Lead Selection and Placement on the Right Ventricular Outflow Tract Septum

In order to position a pacing lead on the septal aspect of the RVOT, an active-fixation lead lying within the RVOT must be guided posteriorly. This can be achieved using a thin (4.1-French) lumenless fixed screw-in lead (Select Secure® Medtronic Inc. Minneapolis, US) passed through a steerable 10-French catheter delivery system (Select Site®, Medtronic Inc.). To date, the only data published are concerned with implant safety and electrical performance31 and, because the procedure requires the use of a workstation and a lead unfamiliar to most implanters, specialised training is required and there is a significant learning curve. In contrast, a novel technique to reliably attach a conventional 7- or 8-French active-fixation lead to the RVOT septum has recently been described.30 The technique uses a specially shaped conventional stylet. Leads with the appropriate shape can be inserted from both the left and right sides using either the cephalic or subclavian venous access, and can be deployed onto the RVOT septum in 100% of cases with a rapid learning curve.

Safety and Reliability of the Right Ventricular Outflow Tract for Chronic Right Ventricular Pacing

In our experience of more than 500 cases of stylet-driven leads attached to the RVOT septum, anterior or free walls, no dislodgements have occurred. The result is similar to other reported series.27,32 Within this group, the last 100 cases have all had the leads positioned on the septum. There have been no pacing complications documented.

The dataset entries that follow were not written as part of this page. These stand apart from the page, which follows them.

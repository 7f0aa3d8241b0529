//! Database connection and initialization.

use std::time::Duration;

use sea_orm::{
    ConnectOptions, ConnectionTrait, Database as SeaDatabase, DatabaseConnection, DbErr, Statement,
};
use sea_orm_migration::MigratorTrait;

use crate::config::Config;

pub mod migrations;

pub use migrations::Migrator;

/// Database wrapper for connection management
#[derive(Clone)]
pub struct Database {
    connection: DatabaseConnection,
}

impl Database {
    /// Connect and apply pending migrations.
    pub async fn connect(config: &Config) -> Result<Self, DbErr> {
        let db = Self::connect_without_migrations(config).await?;
        db.run_migrations().await?;
        tracing::info!("Database connected and migrations applied");
        Ok(db)
    }

    /// Connect without running migrations (for CLI commands).
    pub async fn connect_without_migrations(config: &Config) -> Result<Self, DbErr> {
        let mut options = ConnectOptions::new(config.database_url.clone());
        options
            .max_connections(config.db_max_connections)
            .connect_timeout(Duration::from_secs(10))
            .sqlx_logging(false);
        Self::connect_with_options(options).await
    }

    pub async fn connect_with_options(options: ConnectOptions) -> Result<Self, DbErr> {
        let connection = SeaDatabase::connect(options).await?;
        Ok(Self { connection })
    }

    /// Fresh migrated in-memory SQLite database on a single connection.
    pub async fn in_memory() -> Result<Self, DbErr> {
        let mut options = ConnectOptions::new("sqlite::memory:");
        options.max_connections(1).min_connections(1).sqlx_logging(false);
        let db = Self::connect_with_options(options).await?;
        db.run_migrations().await?;
        Ok(db)
    }

    /// Get a reference to the database connection.
    pub fn connection(&self) -> &DatabaseConnection {
        &self.connection
    }

    /// Get a clone of the database connection.
    pub fn get_connection(&self) -> DatabaseConnection {
        self.connection.clone()
    }

    /// Run pending migrations.
    pub async fn run_migrations(&self) -> Result<(), DbErr> {
        Migrator::up(&self.connection, None).await
    }

    /// Rollback the last migration.
    pub async fn rollback_migration(&self) -> Result<(), DbErr> {
        Migrator::down(&self.connection, Some(1)).await
    }

    /// Every known migration with whether it has been applied.
    pub async fn migration_status(&self) -> Result<Vec<(String, bool)>, DbErr> {
        use sea_orm::EntityTrait;
        use sea_orm_migration::seaql_migrations;

        let applied: std::collections::HashSet<String> = seaql_migrations::Entity::find()
            .all(&self.connection)
            .await?
            .into_iter()
            .map(|m| m.version)
            .collect();

        Ok(Migrator::migrations()
            .iter()
            .map(|m| {
                let name = m.name().to_string();
                let is_applied = applied.contains(&name);
                (name, is_applied)
            })
            .collect())
    }

    /// Drop everything and re-run all migrations.
    pub async fn fresh_migrations(&self) -> Result<(), DbErr> {
        Migrator::fresh(&self.connection).await
    }

    /// Check database connectivity by executing a simple query.
    pub async fn ping(&self) -> Result<(), DbErr> {
        self.connection
            .execute(Statement::from_string(
                self.connection.get_database_backend(),
                "SELECT 1".to_string(),
            ))
            .await?;
        Ok(())
    }
}
//! Pagination types for list endpoints.

use serde::{Deserialize, Deserializer, Serialize};
use utoipa::{IntoParams, ToSchema};

use crate::config::{DEFAULT_PAGE_NUMBER, DEFAULT_PAGE_SIZE, MAX_PAGE_SIZE};

/// Pagination query parameters.
///
/// Malformed or zero values fall back to the defaults instead of failing the
/// request.
#[derive(Debug, Clone, Copy, Deserialize, IntoParams)]
#[into_params(parameter_in = Query)]
pub struct PaginationParams {
    /// 1-based page number
    #[serde(default = "default_page", deserialize_with = "lenient_page")]
    pub page: u64,
    /// Items per page, capped at 100
    #[serde(default = "default_per_page", deserialize_with = "lenient_per_page")]
    pub per_page: u64,
}

fn default_page() -> u64 {
    DEFAULT_PAGE_NUMBER
}

fn default_per_page() -> u64 {
    DEFAULT_PAGE_SIZE
}

fn lenient<'de, D>(deserializer: D, fallback: u64) -> Result<u64, D::Error>
where
    D: Deserializer<'de>,
{
    let raw: Option<String> = Option::deserialize(deserializer)?;
    Ok(raw
        .and_then(|v| v.trim().parse::<u64>().ok())
        .filter(|v| *v > 0)
        .unwrap_or(fallback))
}

fn lenient_page<'de, D: Deserializer<'de>>(deserializer: D) -> Result<u64, D::Error> {
    lenient(deserializer, DEFAULT_PAGE_NUMBER)
}

fn lenient_per_page<'de, D: Deserializer<'de>>(deserializer: D) -> Result<u64, D::Error> {
    lenient(deserializer, DEFAULT_PAGE_SIZE)
}

impl PaginationParams {
    pub fn new(page: u64, per_page: u64) -> Self {
        Self { page, per_page }
    }

    /// Page number, never below 1
    pub fn page(&self) -> u64 {
        self.page.max(1)
    }

    /// Page size clamped to `1..=MAX_PAGE_SIZE`
    pub fn limit(&self) -> u64 {
        self.per_page.clamp(1, MAX_PAGE_SIZE)
    }

    /// Row offset for the store query, `None` when it does not fit a
    /// signed 64-bit SQL parameter
    pub fn offset(&self) -> Option<u64> {
        (self.page() - 1)
            .checked_mul(self.limit())
            .filter(|offset| i64::try_from(*offset).is_ok())
    }
}

impl Default for PaginationParams {
    fn default() -> Self {
        Self {
            page: DEFAULT_PAGE_NUMBER,
            per_page: DEFAULT_PAGE_SIZE,
        }
    }
}

/// One page of results
#[derive(Debug, Serialize)]
pub struct Paginated<T> {
    pub data: Vec<T>,
    pub meta: PaginationMeta,
}

/// Pagination metadata
#[derive(Debug, Clone, Copy, PartialEq, Eq, Serialize, ToSchema)]
pub struct PaginationMeta {
    pub page: u64,
    pub per_page: u64,
    pub total: u64,
    pub total_pages: u64,
}

impl<T> Paginated<T> {
    pub fn new(data: Vec<T>, params: PaginationParams, total: u64) -> Self {
        let per_page = params.limit();
        Self {
            data,
            meta: PaginationMeta {
                page: params.page(),
                per_page,
                total,
                total_pages: total.div_ceil(per_page),
            },
        }
    }

    /// Convert every item, keeping the metadata.
    pub fn map<U, F: FnMut(T) -> U>(self, f: F) -> Paginated<U> {
        Paginated {
            data: self.data.into_iter().map(f).collect(),
            meta: self.meta,
        }
    }
}

#[cfg(test)]
mod tests {
    use super::*;

    use axum::{extract::Query, http::Uri};

    fn parse(query: &str) -> PaginationParams {
        let uri: Uri = format!("/cars?{}", query).parse().unwrap();
        Query::<PaginationParams>::try_from_uri(&uri).unwrap().0
    }

    #[test]
    fn test_defaults() {
        let params = parse("");
        assert_eq!(params.page(), 1);
        assert_eq!(params.limit(), 5);
        assert_eq!(params.offset(), Some(0));
    }

    #[test]
    fn test_malformed_values_fall_back() {
        let params = parse("page=abc&per_page=-3");
        assert_eq!(params.page(), 1);
        assert_eq!(params.limit(), 5);

        let params = parse("page=0");
        assert_eq!(params.page(), 1);
    }

    #[test]
    fn test_per_page_capped() {
        let params = parse("page=3&per_page=1000");
        assert_eq!(params.limit(), MAX_PAGE_SIZE);
        assert_eq!(params.offset(), Some(2 * MAX_PAGE_SIZE));
    }

    #[test]
    fn test_huge_page_has_no_offset() {
        let params = parse("page=4000000000000000000");
        assert_eq!(params.page(), 4_000_000_000_000_000_000);
        assert_eq!(params.offset(), None);

        assert_eq!(PaginationParams::new(u64::MAX, 100).offset(), None);
        assert_eq!(PaginationParams::new(u64::MAX / 8, 5).offset(), None);
    }

    #[test]
    fn test_total_pages() {
        let page: Paginated<u8> = Paginated::new(vec![], PaginationParams::new(4, 5), 11);
        assert_eq!(page.meta.total_pages, 3);
        assert!(page.data.is_empty());

        let empty: Paginated<u8> = Paginated::new(vec![], PaginationParams::default(), 0);
        assert_eq!(empty.meta.total_pages, 0);
    }
}
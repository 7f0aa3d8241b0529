//! Application route configuration.

use axum::{middleware, response::Json, routing::get, Router};
use tower_http::trace::TraceLayer;
use utoipa::OpenApi;

use super::handlers::{
    auth_routes, car_routes, driver_routes, health, index, manufacturer_routes,
};
use super::middleware::auth_middleware;
use super::openapi::ApiDoc;
use super::AppState;

/// Create the application router with all routes configured
pub fn create_router(state: AppState) -> Router {
    let protected = Router::new()
        .route("/", get(index))
        .nest("/manufacturers", manufacturer_routes())
        .nest("/cars", car_routes())
        .nest("/drivers", driver_routes())
        .route_layer(middleware::from_fn_with_state(
            state.clone(),
            auth_middleware,
        ));

    Router::new()
        .route("/health", get(health))
        .route("/api-docs/openapi.json", get(openapi_json))
        .nest("/auth", auth_routes())
        .merge(protected)
        // Global middleware
        .layer(TraceLayer::new_for_http())
        .with_state(state)
}

async fn openapi_json() -> Json<utoipa::openapi::OpenApi> {
    Json(ApiDoc::openapi())
}
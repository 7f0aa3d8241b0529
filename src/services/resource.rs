//! Generic resource contract.
//!
//! Every entity exposed over HTTP implements [`Resource`]; the API layer wires
//! all of them with the same handlers.

use async_trait::async_trait;
use serde::{de::DeserializeOwned, Serialize};
use uuid::Uuid;
use validator::Validate;

use common::AppResult;

use crate::types::{Paginated, PaginationParams};

/// Mutations subject to [`Resource::authorize`].
#[derive(Debug, Clone, Copy, PartialEq, Eq)]
pub enum Action {
    Update,
    Delete,
}

#[async_trait]
pub trait Resource: Send + Sync + 'static {
    /// Display name used in logs
    const NAME: &'static str;

    /// Query-string filter for listings
    type Search: DeserializeOwned + Send + Sync + 'static;
    type Create: DeserializeOwned + Validate + Send + 'static;
    type Update: DeserializeOwned + Validate + Send + 'static;
    /// Listing row
    type Summary: Serialize + Send + 'static;
    /// Single-record view
    type Detail: Serialize + Send + 'static;

    async fn list(
        &self,
        search: Self::Search,
        page: PaginationParams,
    ) -> AppResult<Paginated<Self::Summary>>;

    async fn get(&self, id: Uuid) -> AppResult<Self::Detail>;

    async fn create(&self, payload: Self::Create) -> AppResult<Self::Detail>;

    async fn update(&self, id: Uuid, payload: Self::Update) -> AppResult<Self::Detail>;

    async fn delete(&self, id: Uuid) -> AppResult<()>;

    /// Whether `caller` may perform `action` on record `id`.
    fn authorize(&self, _caller: Uuid, _id: Uuid, _action: Action) -> AppResult<()> {
        Ok(())
    }
}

In particular, there have been no cases of elevated stimulation thresholds or exit block.30 Due to the anatomical position of the electrode lead perforation, pericarditis, pericardial effusions and diaphragmatic or intercostal stimulation cannot occur. In contrast, the stability and reliability data for the catheter-delivered Select Secure leads revealed a number of complications.31

There were 237 ventricular leads at the RVOT and 79 at the RV apex. Seven acute lead dislodgements were reported for the total group, although the positions were not defined. A number of serious complications were reported, primarily related to injury caused by the catheter delivery system. A modified deployment technique was then instituted and these rates were reduced to acceptable levels.31

Conclusion

Chronic pacing from the right ventricular apex has been shown to result in left ventricular dysfunction. An alternative site, the RVOT septum, may provide more physiological activation of the ventricles and this site is now easily accessible, reliable and stable for lead placement. RVOT septal pacing is associated with shorter ventricular activation times, suggesting that it is the ‘sweet spot’ for chronic ventricular pacing. There exists a need for long-term pacing studies with RVOT septal pacing compared with RVA pacing looking at the incidence of pacing-related LV dysfunction, heart failure, hospitalisation and death.